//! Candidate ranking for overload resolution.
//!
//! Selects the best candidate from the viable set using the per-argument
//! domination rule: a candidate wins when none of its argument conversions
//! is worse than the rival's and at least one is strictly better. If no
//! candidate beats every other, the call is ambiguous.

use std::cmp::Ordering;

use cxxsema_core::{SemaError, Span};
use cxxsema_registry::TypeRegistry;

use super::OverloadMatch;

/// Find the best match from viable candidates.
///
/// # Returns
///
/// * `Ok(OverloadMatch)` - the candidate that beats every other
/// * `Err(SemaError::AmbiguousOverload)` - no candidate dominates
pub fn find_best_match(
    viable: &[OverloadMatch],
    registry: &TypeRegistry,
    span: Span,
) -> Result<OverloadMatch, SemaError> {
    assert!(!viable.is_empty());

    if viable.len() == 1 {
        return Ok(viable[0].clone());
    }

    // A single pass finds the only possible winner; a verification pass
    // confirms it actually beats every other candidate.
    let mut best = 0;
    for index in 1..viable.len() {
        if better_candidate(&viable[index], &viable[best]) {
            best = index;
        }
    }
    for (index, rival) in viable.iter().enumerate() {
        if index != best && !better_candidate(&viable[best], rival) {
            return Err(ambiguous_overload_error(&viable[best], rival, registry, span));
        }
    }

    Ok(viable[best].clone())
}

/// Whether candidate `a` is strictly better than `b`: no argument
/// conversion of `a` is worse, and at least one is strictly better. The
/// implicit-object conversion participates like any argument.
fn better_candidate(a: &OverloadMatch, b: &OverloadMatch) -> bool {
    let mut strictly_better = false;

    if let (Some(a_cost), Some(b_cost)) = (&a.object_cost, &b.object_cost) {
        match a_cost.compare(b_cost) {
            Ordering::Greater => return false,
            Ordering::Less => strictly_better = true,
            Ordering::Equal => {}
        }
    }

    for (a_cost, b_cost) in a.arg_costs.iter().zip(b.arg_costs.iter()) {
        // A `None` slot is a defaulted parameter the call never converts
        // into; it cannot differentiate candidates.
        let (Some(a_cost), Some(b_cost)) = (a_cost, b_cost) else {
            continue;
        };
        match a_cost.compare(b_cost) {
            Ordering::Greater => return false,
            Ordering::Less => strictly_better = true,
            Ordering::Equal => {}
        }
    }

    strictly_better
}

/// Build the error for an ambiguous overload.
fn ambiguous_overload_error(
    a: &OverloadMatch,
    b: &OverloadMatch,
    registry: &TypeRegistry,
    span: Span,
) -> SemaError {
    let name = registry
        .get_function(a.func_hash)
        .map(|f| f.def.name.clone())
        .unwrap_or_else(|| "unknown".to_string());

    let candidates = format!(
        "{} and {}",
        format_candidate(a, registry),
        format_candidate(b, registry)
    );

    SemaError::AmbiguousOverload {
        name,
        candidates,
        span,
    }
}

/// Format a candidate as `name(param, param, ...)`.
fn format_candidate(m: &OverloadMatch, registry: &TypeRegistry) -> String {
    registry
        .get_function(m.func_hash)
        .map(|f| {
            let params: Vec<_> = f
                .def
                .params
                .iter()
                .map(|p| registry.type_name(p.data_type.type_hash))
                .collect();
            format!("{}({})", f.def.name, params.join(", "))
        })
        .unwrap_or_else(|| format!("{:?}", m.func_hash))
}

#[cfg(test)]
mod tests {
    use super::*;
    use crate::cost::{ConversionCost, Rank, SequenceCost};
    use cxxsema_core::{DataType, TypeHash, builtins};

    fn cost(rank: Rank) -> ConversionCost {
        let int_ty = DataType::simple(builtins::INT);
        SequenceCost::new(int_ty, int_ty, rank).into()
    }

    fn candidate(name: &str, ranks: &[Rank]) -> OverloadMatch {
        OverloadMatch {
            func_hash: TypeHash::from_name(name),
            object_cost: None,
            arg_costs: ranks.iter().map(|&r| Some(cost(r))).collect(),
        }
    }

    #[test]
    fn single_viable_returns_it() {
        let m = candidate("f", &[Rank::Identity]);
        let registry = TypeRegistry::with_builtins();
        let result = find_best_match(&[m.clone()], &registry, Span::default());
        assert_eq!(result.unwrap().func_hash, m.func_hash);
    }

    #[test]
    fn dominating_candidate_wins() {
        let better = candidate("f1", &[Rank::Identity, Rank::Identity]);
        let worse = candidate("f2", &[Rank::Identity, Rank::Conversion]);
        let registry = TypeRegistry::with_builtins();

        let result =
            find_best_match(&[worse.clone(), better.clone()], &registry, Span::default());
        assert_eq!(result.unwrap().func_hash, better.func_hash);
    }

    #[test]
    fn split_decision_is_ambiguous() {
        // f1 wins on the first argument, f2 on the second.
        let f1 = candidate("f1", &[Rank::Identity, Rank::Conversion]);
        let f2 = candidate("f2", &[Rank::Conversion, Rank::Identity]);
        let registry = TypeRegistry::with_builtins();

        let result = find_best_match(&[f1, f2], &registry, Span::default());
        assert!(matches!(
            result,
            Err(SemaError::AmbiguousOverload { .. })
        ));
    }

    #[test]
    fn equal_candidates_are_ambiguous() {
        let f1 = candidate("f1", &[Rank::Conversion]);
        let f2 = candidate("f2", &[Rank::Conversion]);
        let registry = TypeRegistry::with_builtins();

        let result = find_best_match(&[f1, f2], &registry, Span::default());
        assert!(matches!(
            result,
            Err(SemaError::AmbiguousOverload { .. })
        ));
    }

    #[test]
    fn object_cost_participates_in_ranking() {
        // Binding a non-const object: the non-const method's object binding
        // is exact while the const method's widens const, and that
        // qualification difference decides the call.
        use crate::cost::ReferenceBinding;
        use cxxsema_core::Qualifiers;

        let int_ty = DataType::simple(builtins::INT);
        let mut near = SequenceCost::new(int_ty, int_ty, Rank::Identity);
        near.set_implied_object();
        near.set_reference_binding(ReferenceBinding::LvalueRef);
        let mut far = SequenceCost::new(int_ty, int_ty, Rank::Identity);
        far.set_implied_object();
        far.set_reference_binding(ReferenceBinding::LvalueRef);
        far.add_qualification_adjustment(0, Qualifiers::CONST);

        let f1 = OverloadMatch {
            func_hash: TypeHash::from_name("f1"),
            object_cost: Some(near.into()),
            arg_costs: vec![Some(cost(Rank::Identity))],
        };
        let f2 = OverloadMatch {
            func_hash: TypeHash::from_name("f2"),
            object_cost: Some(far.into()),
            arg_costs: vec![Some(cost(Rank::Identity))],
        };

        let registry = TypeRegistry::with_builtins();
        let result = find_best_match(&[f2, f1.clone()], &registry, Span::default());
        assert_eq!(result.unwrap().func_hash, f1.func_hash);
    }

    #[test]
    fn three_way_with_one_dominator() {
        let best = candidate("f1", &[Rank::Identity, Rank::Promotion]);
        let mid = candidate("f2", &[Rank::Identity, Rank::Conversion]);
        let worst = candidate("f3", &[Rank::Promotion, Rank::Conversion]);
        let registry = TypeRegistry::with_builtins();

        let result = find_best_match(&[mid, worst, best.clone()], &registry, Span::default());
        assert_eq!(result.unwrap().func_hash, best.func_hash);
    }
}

************

▸ What you should do: For this exercise, the answer is the lines from the one containing "far.set_reference_binding(ReferenceBinding::LvalueRef);" through the end of the listing above, reproduced exactly.

▸ Finished task:
        far.set_reference_binding(ReferenceBinding::LvalueRef);
        far.add_qualification_adjustment(0, Qualifiers::CONST);

        let f1 = OverloadMatch {
            func_hash: TypeHash::from_name("f1"),
            object_cost: Some(near.into()),
            arg_costs: vec![Some(cost(Rank::Identity))],
        };
        let f2 = OverloadMatch {
            func_hash: TypeHash::from_name("f2"),
            object_cost: Some(far.into()),
            arg_costs: vec![Some(cost(Rank::Identity))],
        };

        let registry = TypeRegistry::with_builtins();
        let result = find_best_match(&[f2, f1.clone()], &registry, Span::default());
        assert_eq!(result.unwrap().func_hash, f1.func_hash);
    }

    #[test]
    fn three_way_with_one_dominator() {
        let best = candidate("f1", &[Rank::Identity, Rank::Promotion]);
        let mid = candidate("f2", &[Rank::Identity, Rank::Conversion]);
        let worst = candidate("f3", &[Rank::Promotion, Rank::Conversion]);
        let registry = TypeRegistry::with_builtins();

        let result = find_best_match(&[mid, worst, best.clone()], &registry, Span::default());
        assert_eq!(result.unwrap().func_hash, best.func_hash);
    }
}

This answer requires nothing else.